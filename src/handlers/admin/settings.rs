use axum::{
    extract::{Extension, State},
    http::HeaderMap,
};

use crate::db::{AppState, queries};
use crate::error::Result;
use crate::extractors::Json;
use crate::middleware::AdminContext;
use crate::models::{ActorType, AuditAction, PolicySettings, UpdateSettings};
use crate::util::AuditLogBuilder;

pub async fn get_settings(State(state): State<AppState>) -> Result<Json<PolicySettings>> {
    let conn = state.db.get()?;
    Ok(Json(queries::get_policy_settings(&conn)?))
}

/// PUT /admin/settings - change the defaults used for orders created from now on.
pub async fn update_settings(
    State(state): State<AppState>,
    Extension(ctx): Extension<AdminContext>,
    headers: HeaderMap,
    Json(input): Json<UpdateSettings>,
) -> Result<Json<PolicySettings>> {
    input.validate()?;

    let mut conn = state.db.get()?;
    let settings = queries::update_policy_settings(&mut conn, &input, state.now())?;

    AuditLogBuilder::new(&conn, state.audit_log_enabled, &headers, state.now())
        .actor(ActorType::Admin, Some(ctx.admin.id))
        .actor_name(&ctx.admin.username)
        .action(AuditAction::UpdateSettings)
        .resource("settings", "policy")
        .details(&serde_json::to_value(settings)?)
        .save()?;

    tracing::info!(
        admin = %ctx.admin.username,
        default_expiration_days = ?settings.default_expiration_days,
        default_one_time_use = settings.default_one_time_use,
        "Policy settings updated"
    );

    Ok(Json(settings))
}
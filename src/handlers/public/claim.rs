use axum::{
    Json,
    extract::{State, rejection::JsonRejection},
    http::{HeaderMap, StatusCode},
    response::{IntoResponse, Response},
};
use serde::{Deserialize, Serialize};

use crate::claim::{ClaimOutcome, attempt_claim};
use crate::db::AppState;
use crate::error::{AppError, msg};
use crate::models::{ActorType, AuditAction, ClaimedProduct, is_valid_order_identifier};
use crate::util::AuditLogBuilder;

/// Body for POST /claim. Accepts `orderId` or `order_id`.
#[derive(Debug, Deserialize)]
pub struct ClaimRequest {
    #[serde(default, rename = "orderId", alias = "order_id")]
    pub order_id: Option<String>,
}

#[derive(Debug, Serialize, Deserialize)]
pub struct ClaimResponse {
    pub success: bool,
    pub message: String,
    #[serde(default, skip_serializing_if = "Option::is_none")]
    pub products: Option<Vec<ClaimedProduct>>,
    #[serde(default, skip_serializing_if = "Option::is_none")]
    pub download_links: Option<Vec<String>>,
    #[serde(default, skip_serializing_if = "Option::is_none")]
    pub claim_count: Option<i64>,
}

impl ClaimResponse {
    fn failure(message: impl Into<String>) -> Self {
        Self {
            success: false,
            message: message.into(),
            products: None,
            download_links: None,
            claim_count: None,
        }
    }
}

fn reject(status: StatusCode, message: &str) -> Response {
    (status, Json(ClaimResponse::failure(message))).into_response()
}

/// Validate the request shape before anything touches the database.
fn parse_order_identifier(
    payload: Result<Json<ClaimRequest>, JsonRejection>,
) -> Result<String, &'static str> {
    let Ok(Json(request)) = payload else {
        return Err(msg::ORDER_ID_REQUIRED);
    };
    let order_id = request
        .order_id
        .map(|id| id.trim().to_string())
        .filter(|id| !id.is_empty())
        .ok_or(msg::ORDER_ID_REQUIRED)?;
    if !is_valid_order_identifier(&order_id) {
        return Err(msg::ORDER_ID_INVALID);
    }
    Ok(order_id)
}

/// POST /claim - redeem an order for its download links.
pub async fn claim_order(
    State(state): State<AppState>,
    headers: HeaderMap,
    payload: Result<Json<ClaimRequest>, JsonRejection>,
) -> Response {
    let order_identifier = match parse_order_identifier(payload) {
        Ok(id) => id,
        Err(message) => return reject(StatusCode::BAD_REQUEST, message),
    };

    let mut conn = match state.db.get() {
        Ok(conn) => conn,
        Err(e) => {
            tracing::error!(order_id = %order_identifier, "Claim failed, no db connection: {}", e);
            return AppError::from(e).into_response();
        }
    };

    let outcome = match attempt_claim(&mut conn, state.clock.as_ref(), &order_identifier) {
        Ok(outcome) => outcome,
        Err(e) => {
            tracing::error!(order_id = %order_identifier, "Claim failed: {}", e);
            return e.into_response();
        }
    };

    match outcome {
        ClaimOutcome::Rejected(rejection) => {
            tracing::debug!(
                order_id = %order_identifier,
                outcome = rejection.as_ref(),
                "Claim rejected"
            );
            reject(rejection.status_code(), rejection.message())
        }
        ClaimOutcome::Success(success) => {
            tracing::info!(
                order_id = %order_identifier,
                claim_count = success.claim_count,
                products = success.products.len(),
                "Order claimed"
            );

            // The claim is already committed; an audit failure only gets logged.
            let details = serde_json::json!({
                "order_id": order_identifier,
                "claim_count": success.claim_count,
                "status": success.status,
            });
            let resource_id = success.order_id.to_string();
            if let Err(e) = AuditLogBuilder::new(&conn, state.audit_log_enabled, &headers, state.now())
                .actor(ActorType::Public, None)
                .action(AuditAction::ClaimOrder)
                .resource("order", &resource_id)
                .details(&details)
                .save()
            {
                tracing::warn!(order_id = %order_identifier, "Failed to write claim audit log: {}", e);
            }

            let response = ClaimResponse {
                success: true,
                message: msg::ORDER_CLAIMED.to_string(),
                products: Some(success.products),
                download_links: Some(success.download_links),
                claim_count: Some(success.claim_count),
            };
            (StatusCode::OK, Json(response)).into_response()
        }
    }
}

#[cfg(test)]
mod tests {
    use super::*;

    fn body(json: &str) -> Result<Json<ClaimRequest>, JsonRejection> {
        Ok(Json(serde_json::from_str(json).unwrap()))
    }

    #[test]
    fn accepts_both_field_spellings() {
        assert_eq!(parse_order_identifier(body(r#"{"orderId": "ABC123"}"#)).unwrap(), "ABC123");
        assert_eq!(parse_order_identifier(body(r#"{"order_id": " ABC123 "}"#)).unwrap(), "ABC123");
    }

    #[test]
    fn rejects_missing_and_malformed_ids() {
        assert_eq!(
            parse_order_identifier(body("{}")).unwrap_err(),
            msg::ORDER_ID_REQUIRED
        );
        assert_eq!(
            parse_order_identifier(body(r#"{"orderId": "  "}"#)).unwrap_err(),
            msg::ORDER_ID_REQUIRED
        );
        assert_eq!(
            parse_order_identifier(body(r#"{"orderId": "a;b"}"#)).unwrap_err(),
            msg::ORDER_ID_INVALID
        );
    }

    #[test]
    fn failure_body_has_no_links() {
        let json = serde_json::to_value(ClaimResponse::failure("nope")).unwrap();
        assert_eq!(json, serde_json::json!({ "success": false, "message": "nope" }));
    }
}
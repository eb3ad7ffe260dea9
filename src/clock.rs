//! Wall-clock abstraction.
//!
//! Expiration checks compare against `Clock::now()` so tests can move time
//! around without sleeping.

use std::sync::atomic::{AtomicI64, Ordering};

use chrono::Utc;

pub const SECONDS_PER_DAY: i64 = 86400;

/// Source of the current time as unix seconds.
pub trait Clock: Send + Sync {
    fn now(&self) -> i64;
}

/// Real time, backed by `chrono::Utc`.
#[derive(Debug, Clone, Copy, Default)]
pub struct SystemClock;

impl Clock for SystemClock {
    fn now(&self) -> i64 {
        Utc::now().timestamp()
    }
}

/// Settable clock for tests and simulations.
#[derive(Debug)]
pub struct ManualClock {
    now: AtomicI64,
}

impl ManualClock {
    pub fn new(now: i64) -> Self {
        Self {
            now: AtomicI64::new(now),
        }
    }

    /// Starts at the current wall-clock time.
    pub fn starting_now() -> Self {
        Self::new(SystemClock.now())
    }

    pub fn set(&self, now: i64) {
        self.now.store(now, Ordering::SeqCst);
    }

    pub fn advance(&self, seconds: i64) {
        self.now.fetch_add(seconds, Ordering::SeqCst);
    }

    pub fn advance_days(&self, days: i64) {
        self.advance(days * SECONDS_PER_DAY);
    }
}

impl Clock for ManualClock {
    fn now(&self) -> i64 {
        self.now.load(Ordering::SeqCst)
    }
}

/// Absolute expiration for a window of `days` starting at `base_time`.
pub fn expires_after_days(base_time: i64, days: i32) -> i64 {
    base_time + i64::from(days) * SECONDS_PER_DAY
}

#[cfg(test)]
mod tests {
    use super::*;

    #[test]
    fn manual_clock_moves_only_when_told() {
        let clock = ManualClock::new(1_000);
        assert_eq!(clock.now(), 1_000);
        clock.advance(5);
        assert_eq!(clock.now(), 1_005);
        clock.advance_days(1);
        assert_eq!(clock.now(), 1_005 + SECONDS_PER_DAY);
        clock.set(42);
        assert_eq!(clock.now(), 42);
    }

    #[test]
    fn expiration_window_is_whole_days() {
        assert_eq!(expires_after_days(0, 7), 7 * SECONDS_PER_DAY);
        assert_eq!(expires_after_days(100, 1), 100 + SECONDS_PER_DAY);
    }
}
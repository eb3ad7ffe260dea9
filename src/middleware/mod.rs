mod admin_auth;

pub use admin_auth::*;
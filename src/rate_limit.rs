//! Per-IP rate limiting for the HTTP surface.
//!
//! Tiers:
//! - Claim: POST /claim
//! - Admin: everything under /admin
//! - Relaxed: /health
//!
//! Configure via environment variables:
//! - RATE_LIMIT_CLAIM_RPM (default: 30)
//! - RATE_LIMIT_ADMIN_RPM (default: 120)
//! - RATE_LIMIT_RELAXED_RPM (default: 60)
//!
//! The layers only reject excess traffic; they never change what a claim does.

use std::sync::Arc;
use std::time::Duration;
use tower_governor::governor::GovernorConfigBuilder;
use tower_governor::GovernorLayer;

/// Requests-per-minute for each tier.
#[derive(Debug, Clone, Copy, PartialEq, Eq)]
pub struct RateLimitConfig {
    pub claim_rpm: u32,
    pub admin_rpm: u32,
    pub relaxed_rpm: u32,
}

impl Default for RateLimitConfig {
    fn default() -> Self {
        Self {
            claim_rpm: 30,
            admin_rpm: 120,
            relaxed_rpm: 60,
        }
    }
}

/// Rate limiter layer type alias using governor types directly
pub type RateLimitLayer = GovernorLayer<
    tower_governor::key_extractor::PeerIpKeyExtractor,
    governor::middleware::NoOpMiddleware<governor::clock::QuantaInstant>,
    axum::body::Body,
>;

/// Replenish one token every `60 / rpm` seconds, allow bursts of `rpm`.
fn create_layer(requests_per_minute: u32) -> RateLimitLayer {
    let requests_per_minute = requests_per_minute.max(1);
    let period_secs = 60 / requests_per_minute as u64;
    let config = GovernorConfigBuilder::default()
        .period(Duration::from_secs(period_secs.max(1)))
        .burst_size(requests_per_minute)
        .finish()
        .expect("period and burst size are non-zero");

    GovernorLayer::new(Arc::new(config))
}

pub fn claim_layer(config: &RateLimitConfig) -> RateLimitLayer {
    create_layer(config.claim_rpm)
}

pub fn admin_layer(config: &RateLimitConfig) -> RateLimitLayer {
    create_layer(config.admin_rpm)
}

pub fn relaxed_layer(config: &RateLimitConfig) -> RateLimitLayer {
    create_layer(config.relaxed_rpm)
}
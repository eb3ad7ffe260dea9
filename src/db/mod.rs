mod from_row;
mod schema;
pub mod queries;

pub use from_row::{FromRow, query_all, query_one};
pub use schema::init_db;

use std::sync::Arc;

use r2d2::Pool;
use r2d2_sqlite::SqliteConnectionManager;
use rusqlite::Connection;

use crate::clock::Clock;

pub type DbPool = Pool<SqliteConnectionManager>;

/// Application state shared by every handler.
#[derive(Clone)]
pub struct AppState {
    /// Pool for the single SQLite file holding orders, products, settings,
    /// admins and the audit trail.
    pub db: DbPool,
    /// Time source for expiration checks and timestamps.
    pub clock: Arc<dyn Clock>,
    pub audit_log_enabled: bool,
    /// Default for whether a multi-use → one-time edit zeroes the claim count.
    pub reset_claims_on_one_time_flip: bool,
}

impl AppState {
    pub fn now(&self) -> i64 {
        self.clock.now()
    }
}

/// Per-connection settings. WAL lets readers proceed during a claim, and the
/// busy timeout makes concurrent IMMEDIATE transactions queue instead of
/// failing with SQLITE_BUSY.
pub fn configure_connection(conn: &Connection) -> rusqlite::Result<()> {
    conn.execute_batch(
        r#"
        PRAGMA busy_timeout = 5000;
        PRAGMA journal_mode = WAL;
        PRAGMA synchronous = NORMAL;
        PRAGMA foreign_keys = ON;
        "#,
    )
}

pub fn create_pool(database_path: &str) -> Result<DbPool, r2d2::Error> {
    let manager =
        SqliteConnectionManager::file(database_path).with_init(|conn| configure_connection(conn));
    Pool::builder().max_size(10).build(manager)
}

Required action: Copy exactly the lines running from the one that holds "pub clock: Arc<dyn" to the last line of the listing above. Include both of those lines.

Solved problem:
    pub clock: Arc<dyn Clock>,
    pub audit_log_enabled: bool,
    /// Default for whether a multi-use → one-time edit zeroes the claim count.
    pub reset_claims_on_one_time_flip: bool,
}

impl AppState {
    pub fn now(&self) -> i64 {
        self.clock.now()
    }
}

/// Per-connection settings. WAL lets readers proceed during a claim, and the
/// busy timeout makes concurrent IMMEDIATE transactions queue instead of
/// failing with SQLITE_BUSY.
pub fn configure_connection(conn: &Connection) -> rusqlite::Result<()> {
    conn.execute_batch(
        r#"
        PRAGMA busy_timeout = 5000;
        PRAGMA journal_mode = WAL;
        PRAGMA synchronous = NORMAL;
        PRAGMA foreign_keys = ON;
        "#,
    )
}

pub fn create_pool(database_path: &str) -> Result<DbPool, r2d2::Error> {
    let manager =
        SqliteConnectionManager::file(database_path).with_init(|conn| configure_connection(conn));
    Pool::builder().max_size(10).build(manager)
}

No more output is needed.